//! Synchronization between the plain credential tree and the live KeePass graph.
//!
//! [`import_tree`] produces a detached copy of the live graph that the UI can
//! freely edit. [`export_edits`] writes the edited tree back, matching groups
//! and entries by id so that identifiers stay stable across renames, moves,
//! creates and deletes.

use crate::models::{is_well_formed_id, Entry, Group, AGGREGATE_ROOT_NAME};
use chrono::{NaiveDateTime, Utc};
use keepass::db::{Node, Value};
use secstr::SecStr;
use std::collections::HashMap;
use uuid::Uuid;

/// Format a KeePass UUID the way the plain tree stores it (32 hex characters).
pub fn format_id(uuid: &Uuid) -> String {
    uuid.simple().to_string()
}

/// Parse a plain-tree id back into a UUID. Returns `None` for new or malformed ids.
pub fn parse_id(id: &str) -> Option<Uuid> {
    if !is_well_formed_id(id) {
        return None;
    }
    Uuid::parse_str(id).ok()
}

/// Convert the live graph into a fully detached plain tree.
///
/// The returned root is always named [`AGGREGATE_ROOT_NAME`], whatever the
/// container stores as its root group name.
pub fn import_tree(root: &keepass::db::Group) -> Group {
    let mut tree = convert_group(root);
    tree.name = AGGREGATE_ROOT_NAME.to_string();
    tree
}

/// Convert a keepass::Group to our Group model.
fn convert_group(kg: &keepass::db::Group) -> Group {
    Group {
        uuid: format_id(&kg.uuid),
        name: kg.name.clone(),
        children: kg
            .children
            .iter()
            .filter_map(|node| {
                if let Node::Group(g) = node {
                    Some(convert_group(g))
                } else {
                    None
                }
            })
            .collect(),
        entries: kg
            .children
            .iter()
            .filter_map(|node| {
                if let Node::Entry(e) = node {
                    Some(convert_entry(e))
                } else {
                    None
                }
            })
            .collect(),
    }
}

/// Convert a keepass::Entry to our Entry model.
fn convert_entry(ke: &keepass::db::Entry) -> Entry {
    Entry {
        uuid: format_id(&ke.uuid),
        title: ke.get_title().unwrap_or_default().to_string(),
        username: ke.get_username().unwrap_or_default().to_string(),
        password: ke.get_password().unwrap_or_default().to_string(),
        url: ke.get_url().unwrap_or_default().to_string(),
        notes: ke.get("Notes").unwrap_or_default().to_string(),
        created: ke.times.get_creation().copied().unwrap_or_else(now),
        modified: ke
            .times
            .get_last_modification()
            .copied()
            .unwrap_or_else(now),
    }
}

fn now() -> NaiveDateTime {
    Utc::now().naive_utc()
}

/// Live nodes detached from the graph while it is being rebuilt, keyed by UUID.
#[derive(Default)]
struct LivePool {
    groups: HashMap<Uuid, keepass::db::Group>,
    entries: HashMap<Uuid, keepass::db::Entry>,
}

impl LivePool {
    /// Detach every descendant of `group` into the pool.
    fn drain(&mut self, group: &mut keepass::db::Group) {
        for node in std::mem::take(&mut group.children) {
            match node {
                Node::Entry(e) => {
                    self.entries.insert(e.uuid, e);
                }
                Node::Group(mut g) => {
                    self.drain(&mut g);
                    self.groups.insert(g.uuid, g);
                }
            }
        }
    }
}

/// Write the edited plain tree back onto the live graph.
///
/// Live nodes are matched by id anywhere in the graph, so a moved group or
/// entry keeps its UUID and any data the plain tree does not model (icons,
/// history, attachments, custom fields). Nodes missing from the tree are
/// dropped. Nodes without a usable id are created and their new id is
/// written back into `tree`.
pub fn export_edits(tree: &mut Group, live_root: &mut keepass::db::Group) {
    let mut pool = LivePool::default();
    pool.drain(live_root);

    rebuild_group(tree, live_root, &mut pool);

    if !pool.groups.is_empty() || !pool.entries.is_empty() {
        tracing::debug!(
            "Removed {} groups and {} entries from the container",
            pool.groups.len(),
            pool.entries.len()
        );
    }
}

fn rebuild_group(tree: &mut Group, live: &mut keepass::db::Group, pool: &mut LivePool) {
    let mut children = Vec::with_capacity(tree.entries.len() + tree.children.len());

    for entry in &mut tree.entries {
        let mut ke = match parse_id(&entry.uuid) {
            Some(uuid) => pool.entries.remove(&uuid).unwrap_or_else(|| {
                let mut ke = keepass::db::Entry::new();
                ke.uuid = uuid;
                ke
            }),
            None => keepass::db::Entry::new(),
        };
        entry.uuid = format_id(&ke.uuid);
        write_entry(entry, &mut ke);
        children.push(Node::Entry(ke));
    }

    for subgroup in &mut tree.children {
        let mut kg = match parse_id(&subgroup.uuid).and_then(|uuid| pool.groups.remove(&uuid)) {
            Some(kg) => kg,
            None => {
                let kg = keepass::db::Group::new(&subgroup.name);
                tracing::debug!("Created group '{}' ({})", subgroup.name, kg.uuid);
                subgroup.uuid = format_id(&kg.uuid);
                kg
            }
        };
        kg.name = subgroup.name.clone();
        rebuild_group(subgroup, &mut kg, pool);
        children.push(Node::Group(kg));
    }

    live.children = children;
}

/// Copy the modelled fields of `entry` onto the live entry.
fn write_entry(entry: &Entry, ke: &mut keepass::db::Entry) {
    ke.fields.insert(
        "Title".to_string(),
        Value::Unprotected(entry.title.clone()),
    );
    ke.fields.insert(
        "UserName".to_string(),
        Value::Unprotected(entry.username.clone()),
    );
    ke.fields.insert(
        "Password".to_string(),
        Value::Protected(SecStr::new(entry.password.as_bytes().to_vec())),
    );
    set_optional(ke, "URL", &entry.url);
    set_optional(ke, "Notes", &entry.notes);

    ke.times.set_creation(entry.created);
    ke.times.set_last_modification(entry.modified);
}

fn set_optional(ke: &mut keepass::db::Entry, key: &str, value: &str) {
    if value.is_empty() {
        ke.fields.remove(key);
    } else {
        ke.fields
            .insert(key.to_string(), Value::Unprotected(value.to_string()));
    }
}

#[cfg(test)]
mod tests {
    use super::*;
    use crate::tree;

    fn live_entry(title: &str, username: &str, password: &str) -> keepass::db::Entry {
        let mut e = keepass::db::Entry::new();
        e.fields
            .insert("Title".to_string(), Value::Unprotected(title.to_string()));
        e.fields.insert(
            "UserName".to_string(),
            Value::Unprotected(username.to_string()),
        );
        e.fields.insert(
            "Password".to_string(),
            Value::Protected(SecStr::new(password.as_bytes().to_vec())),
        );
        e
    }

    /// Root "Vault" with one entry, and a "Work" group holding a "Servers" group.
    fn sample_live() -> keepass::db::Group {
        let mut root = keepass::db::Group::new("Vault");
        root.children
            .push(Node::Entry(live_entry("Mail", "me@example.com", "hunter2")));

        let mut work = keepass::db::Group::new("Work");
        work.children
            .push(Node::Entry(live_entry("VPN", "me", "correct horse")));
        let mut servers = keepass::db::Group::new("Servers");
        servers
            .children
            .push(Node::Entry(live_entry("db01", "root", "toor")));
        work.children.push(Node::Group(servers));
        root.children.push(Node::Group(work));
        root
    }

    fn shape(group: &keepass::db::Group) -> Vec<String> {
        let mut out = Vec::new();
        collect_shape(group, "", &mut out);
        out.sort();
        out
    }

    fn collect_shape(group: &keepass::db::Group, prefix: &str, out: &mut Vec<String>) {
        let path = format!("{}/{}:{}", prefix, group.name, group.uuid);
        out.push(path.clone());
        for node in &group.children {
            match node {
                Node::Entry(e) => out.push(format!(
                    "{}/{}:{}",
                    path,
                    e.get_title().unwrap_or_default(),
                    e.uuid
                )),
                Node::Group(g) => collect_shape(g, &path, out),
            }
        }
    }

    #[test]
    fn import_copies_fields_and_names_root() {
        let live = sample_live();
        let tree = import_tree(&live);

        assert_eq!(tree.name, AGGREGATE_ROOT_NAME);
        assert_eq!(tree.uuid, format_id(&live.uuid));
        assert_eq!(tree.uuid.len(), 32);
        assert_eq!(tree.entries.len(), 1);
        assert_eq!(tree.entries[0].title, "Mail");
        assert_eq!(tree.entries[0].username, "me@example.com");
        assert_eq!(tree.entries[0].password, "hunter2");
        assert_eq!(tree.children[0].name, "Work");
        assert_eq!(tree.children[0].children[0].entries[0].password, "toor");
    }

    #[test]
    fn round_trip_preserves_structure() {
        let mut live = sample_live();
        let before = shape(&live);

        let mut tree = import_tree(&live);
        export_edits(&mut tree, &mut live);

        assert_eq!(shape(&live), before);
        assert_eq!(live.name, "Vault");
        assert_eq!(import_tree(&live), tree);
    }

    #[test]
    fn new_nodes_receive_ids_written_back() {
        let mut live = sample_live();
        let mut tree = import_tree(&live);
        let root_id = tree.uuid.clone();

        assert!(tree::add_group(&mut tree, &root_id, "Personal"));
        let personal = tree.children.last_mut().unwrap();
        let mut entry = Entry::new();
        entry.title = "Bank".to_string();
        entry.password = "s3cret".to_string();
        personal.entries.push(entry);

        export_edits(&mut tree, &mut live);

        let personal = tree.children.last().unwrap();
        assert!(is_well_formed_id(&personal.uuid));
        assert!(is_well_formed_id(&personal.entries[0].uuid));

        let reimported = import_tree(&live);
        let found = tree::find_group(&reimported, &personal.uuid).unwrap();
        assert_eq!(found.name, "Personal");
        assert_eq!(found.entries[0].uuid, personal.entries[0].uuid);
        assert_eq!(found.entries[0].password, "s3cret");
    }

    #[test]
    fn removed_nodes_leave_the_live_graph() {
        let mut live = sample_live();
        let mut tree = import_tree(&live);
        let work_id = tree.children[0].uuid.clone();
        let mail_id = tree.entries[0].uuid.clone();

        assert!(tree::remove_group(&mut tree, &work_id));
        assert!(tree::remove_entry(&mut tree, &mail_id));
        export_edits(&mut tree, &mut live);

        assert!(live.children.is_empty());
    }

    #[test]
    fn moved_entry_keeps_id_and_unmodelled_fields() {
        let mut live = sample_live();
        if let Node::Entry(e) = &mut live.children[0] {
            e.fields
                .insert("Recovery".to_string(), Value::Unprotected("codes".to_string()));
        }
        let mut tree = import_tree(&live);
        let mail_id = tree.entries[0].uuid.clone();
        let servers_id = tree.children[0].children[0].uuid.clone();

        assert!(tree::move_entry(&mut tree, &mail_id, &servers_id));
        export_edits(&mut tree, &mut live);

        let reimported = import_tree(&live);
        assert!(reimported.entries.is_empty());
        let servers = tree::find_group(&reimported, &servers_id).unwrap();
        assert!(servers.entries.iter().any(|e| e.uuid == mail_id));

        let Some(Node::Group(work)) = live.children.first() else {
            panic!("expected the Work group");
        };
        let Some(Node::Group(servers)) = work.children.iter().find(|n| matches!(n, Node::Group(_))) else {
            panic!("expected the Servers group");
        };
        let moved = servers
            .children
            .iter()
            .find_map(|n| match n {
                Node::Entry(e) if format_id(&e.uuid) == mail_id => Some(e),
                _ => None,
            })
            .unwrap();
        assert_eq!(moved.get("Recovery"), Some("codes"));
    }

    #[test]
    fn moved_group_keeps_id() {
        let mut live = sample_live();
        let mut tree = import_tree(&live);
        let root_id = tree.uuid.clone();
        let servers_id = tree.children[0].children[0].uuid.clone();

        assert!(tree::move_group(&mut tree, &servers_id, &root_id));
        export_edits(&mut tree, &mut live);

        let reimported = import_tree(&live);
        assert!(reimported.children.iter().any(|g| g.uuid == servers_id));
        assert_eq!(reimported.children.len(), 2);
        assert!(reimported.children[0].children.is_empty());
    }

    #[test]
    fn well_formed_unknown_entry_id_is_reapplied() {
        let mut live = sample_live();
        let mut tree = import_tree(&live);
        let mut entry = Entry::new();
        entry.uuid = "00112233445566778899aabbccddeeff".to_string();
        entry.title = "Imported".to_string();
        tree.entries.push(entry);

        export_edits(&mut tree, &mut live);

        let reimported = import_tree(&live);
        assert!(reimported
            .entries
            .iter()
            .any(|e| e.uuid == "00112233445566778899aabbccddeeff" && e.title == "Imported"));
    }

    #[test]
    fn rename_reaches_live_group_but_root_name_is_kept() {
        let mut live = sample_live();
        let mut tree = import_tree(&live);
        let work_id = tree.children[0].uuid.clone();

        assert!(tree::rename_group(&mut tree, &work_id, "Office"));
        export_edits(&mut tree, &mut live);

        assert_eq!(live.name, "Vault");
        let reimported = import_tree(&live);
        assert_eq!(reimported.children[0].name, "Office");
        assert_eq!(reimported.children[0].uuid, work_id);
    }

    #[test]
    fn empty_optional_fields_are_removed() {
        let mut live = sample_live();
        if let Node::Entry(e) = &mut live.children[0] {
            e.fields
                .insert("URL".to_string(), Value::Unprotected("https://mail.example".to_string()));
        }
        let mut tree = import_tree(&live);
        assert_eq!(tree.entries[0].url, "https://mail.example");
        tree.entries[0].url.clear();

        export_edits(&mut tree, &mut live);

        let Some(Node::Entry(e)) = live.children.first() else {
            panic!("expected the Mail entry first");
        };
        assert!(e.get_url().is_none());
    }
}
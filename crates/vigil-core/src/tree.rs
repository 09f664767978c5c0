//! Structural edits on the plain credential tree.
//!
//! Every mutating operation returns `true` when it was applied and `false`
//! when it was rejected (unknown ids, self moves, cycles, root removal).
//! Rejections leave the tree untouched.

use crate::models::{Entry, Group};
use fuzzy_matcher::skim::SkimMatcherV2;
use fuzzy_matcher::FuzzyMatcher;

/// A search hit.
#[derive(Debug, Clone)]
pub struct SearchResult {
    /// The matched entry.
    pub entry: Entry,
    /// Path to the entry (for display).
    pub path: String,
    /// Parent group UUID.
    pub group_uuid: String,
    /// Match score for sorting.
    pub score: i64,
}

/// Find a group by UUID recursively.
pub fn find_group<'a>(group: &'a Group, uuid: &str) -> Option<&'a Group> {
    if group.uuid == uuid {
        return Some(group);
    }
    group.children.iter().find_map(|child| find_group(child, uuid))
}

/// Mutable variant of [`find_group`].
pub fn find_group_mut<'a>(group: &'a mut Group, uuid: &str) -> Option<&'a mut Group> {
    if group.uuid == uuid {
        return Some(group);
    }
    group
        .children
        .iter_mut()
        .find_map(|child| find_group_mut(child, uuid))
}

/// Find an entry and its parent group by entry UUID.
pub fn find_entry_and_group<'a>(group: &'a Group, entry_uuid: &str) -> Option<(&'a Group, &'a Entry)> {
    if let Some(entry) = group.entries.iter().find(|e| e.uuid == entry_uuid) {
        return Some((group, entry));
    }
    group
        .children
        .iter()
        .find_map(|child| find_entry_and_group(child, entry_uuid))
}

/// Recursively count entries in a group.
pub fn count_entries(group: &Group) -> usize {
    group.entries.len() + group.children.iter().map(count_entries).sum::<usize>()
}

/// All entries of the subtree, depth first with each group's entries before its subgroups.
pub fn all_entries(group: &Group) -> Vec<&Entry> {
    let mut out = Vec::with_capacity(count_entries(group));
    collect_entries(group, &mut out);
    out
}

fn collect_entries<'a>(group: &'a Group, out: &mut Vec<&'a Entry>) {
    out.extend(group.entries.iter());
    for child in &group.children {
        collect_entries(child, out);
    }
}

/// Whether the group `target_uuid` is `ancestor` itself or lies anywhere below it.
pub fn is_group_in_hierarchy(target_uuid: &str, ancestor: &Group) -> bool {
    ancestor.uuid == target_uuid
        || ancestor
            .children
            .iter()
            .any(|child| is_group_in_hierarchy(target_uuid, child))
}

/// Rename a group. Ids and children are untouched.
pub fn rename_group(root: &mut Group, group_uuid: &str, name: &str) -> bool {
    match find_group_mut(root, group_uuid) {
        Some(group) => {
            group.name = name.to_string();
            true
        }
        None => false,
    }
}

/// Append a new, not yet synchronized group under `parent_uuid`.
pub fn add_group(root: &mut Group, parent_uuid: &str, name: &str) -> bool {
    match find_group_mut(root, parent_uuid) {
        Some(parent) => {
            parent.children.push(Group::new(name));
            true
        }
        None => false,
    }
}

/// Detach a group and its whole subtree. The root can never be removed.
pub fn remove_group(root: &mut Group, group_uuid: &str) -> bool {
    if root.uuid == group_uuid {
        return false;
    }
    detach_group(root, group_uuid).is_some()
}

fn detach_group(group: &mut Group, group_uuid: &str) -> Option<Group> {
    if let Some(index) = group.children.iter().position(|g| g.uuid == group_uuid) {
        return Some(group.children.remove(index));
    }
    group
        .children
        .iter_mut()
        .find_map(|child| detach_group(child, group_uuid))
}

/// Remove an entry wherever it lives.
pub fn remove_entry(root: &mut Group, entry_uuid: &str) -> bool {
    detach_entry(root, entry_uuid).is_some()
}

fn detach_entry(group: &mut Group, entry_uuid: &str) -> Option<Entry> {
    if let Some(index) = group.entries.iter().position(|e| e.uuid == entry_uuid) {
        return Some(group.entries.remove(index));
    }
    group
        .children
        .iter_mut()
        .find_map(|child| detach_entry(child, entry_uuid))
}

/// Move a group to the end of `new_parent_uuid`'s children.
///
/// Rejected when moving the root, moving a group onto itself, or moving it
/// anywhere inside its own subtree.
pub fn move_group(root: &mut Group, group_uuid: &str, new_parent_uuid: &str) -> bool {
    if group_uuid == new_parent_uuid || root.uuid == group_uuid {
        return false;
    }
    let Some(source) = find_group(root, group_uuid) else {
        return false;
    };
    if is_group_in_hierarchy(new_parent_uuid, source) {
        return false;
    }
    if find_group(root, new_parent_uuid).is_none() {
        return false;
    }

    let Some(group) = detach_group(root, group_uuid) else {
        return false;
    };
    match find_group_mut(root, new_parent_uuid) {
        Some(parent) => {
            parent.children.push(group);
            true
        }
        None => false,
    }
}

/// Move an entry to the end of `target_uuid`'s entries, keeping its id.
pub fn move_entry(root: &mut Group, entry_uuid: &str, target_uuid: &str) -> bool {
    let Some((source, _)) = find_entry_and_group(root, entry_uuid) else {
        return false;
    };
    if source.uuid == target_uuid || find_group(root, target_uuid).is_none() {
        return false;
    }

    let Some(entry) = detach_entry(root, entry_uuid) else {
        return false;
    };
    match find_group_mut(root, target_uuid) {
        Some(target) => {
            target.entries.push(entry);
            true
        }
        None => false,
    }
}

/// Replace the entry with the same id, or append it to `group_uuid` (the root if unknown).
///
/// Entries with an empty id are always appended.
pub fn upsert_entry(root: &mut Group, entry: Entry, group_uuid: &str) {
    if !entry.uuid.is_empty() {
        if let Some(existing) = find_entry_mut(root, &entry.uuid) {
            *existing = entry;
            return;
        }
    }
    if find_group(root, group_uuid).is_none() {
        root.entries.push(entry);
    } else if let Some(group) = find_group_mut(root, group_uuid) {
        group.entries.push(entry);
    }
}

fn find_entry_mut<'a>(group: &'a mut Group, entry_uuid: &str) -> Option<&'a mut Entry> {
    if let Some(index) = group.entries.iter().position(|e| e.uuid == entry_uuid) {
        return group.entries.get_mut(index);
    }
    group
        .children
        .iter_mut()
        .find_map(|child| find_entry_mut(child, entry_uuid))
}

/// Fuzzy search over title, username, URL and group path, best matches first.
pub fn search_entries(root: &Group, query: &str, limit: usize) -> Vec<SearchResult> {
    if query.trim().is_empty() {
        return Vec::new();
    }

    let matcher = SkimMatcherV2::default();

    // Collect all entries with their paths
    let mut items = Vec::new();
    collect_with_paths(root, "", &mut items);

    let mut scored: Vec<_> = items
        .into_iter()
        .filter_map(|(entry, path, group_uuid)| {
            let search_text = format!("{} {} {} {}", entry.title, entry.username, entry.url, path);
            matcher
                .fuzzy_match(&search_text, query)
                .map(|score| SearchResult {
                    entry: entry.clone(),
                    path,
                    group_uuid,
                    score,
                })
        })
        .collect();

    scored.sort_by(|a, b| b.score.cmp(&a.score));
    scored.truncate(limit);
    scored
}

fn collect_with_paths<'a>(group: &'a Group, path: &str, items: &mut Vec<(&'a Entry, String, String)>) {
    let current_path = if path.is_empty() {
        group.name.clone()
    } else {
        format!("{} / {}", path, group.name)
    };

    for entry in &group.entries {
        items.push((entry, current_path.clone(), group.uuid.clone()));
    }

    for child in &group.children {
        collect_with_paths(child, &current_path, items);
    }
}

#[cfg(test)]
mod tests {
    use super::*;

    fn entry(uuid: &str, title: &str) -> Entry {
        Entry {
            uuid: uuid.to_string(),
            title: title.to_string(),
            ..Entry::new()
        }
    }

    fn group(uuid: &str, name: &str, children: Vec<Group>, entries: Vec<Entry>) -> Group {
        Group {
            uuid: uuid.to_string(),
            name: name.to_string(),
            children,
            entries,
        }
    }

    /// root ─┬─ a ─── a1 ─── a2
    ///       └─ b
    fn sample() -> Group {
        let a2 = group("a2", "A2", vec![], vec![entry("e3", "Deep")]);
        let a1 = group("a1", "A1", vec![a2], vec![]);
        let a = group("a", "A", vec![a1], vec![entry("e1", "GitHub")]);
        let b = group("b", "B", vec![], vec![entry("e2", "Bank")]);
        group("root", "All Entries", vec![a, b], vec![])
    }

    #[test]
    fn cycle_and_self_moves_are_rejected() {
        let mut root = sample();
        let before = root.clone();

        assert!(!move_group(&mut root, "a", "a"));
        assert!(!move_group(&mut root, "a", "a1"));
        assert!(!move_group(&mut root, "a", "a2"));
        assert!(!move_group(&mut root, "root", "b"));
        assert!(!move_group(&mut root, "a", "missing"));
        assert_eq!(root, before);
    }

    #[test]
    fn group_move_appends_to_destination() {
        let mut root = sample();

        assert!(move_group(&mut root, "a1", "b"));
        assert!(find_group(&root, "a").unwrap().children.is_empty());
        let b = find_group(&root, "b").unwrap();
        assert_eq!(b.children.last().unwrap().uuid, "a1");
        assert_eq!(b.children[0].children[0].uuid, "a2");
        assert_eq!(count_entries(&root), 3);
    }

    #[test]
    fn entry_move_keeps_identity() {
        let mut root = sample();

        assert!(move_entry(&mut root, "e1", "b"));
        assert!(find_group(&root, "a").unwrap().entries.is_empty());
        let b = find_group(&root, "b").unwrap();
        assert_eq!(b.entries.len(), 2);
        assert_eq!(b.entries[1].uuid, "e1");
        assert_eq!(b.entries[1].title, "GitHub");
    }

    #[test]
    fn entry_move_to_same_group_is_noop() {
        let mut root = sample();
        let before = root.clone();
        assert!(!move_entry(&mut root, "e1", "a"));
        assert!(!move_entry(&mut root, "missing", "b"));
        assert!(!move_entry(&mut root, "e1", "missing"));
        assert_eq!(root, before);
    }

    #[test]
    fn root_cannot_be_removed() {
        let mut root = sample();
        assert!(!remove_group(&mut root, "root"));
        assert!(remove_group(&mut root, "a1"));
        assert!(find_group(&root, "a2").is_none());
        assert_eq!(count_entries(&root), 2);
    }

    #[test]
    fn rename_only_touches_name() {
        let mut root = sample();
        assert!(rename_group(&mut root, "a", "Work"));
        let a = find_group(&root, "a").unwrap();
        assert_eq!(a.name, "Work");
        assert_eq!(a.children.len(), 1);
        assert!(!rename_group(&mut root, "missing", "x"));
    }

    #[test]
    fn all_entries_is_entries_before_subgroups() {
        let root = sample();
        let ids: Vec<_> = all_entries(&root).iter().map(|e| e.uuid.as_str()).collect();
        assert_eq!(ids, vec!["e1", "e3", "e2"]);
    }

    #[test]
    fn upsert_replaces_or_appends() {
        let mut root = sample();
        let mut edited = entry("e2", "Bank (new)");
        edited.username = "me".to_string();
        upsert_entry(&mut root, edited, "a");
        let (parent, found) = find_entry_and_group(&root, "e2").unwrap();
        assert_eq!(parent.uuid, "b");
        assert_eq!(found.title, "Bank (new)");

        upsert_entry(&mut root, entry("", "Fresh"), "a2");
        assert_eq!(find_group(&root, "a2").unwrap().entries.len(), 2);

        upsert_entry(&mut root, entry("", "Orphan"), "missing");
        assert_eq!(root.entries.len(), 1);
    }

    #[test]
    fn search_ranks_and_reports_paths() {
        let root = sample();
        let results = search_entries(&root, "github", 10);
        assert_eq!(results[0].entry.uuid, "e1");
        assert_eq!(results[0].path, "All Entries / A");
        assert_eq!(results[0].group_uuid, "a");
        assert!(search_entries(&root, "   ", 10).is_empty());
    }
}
::::
Tally how many lines of the records hold the word "stores". Answer with the number only.

OUTPUT BELOW:
2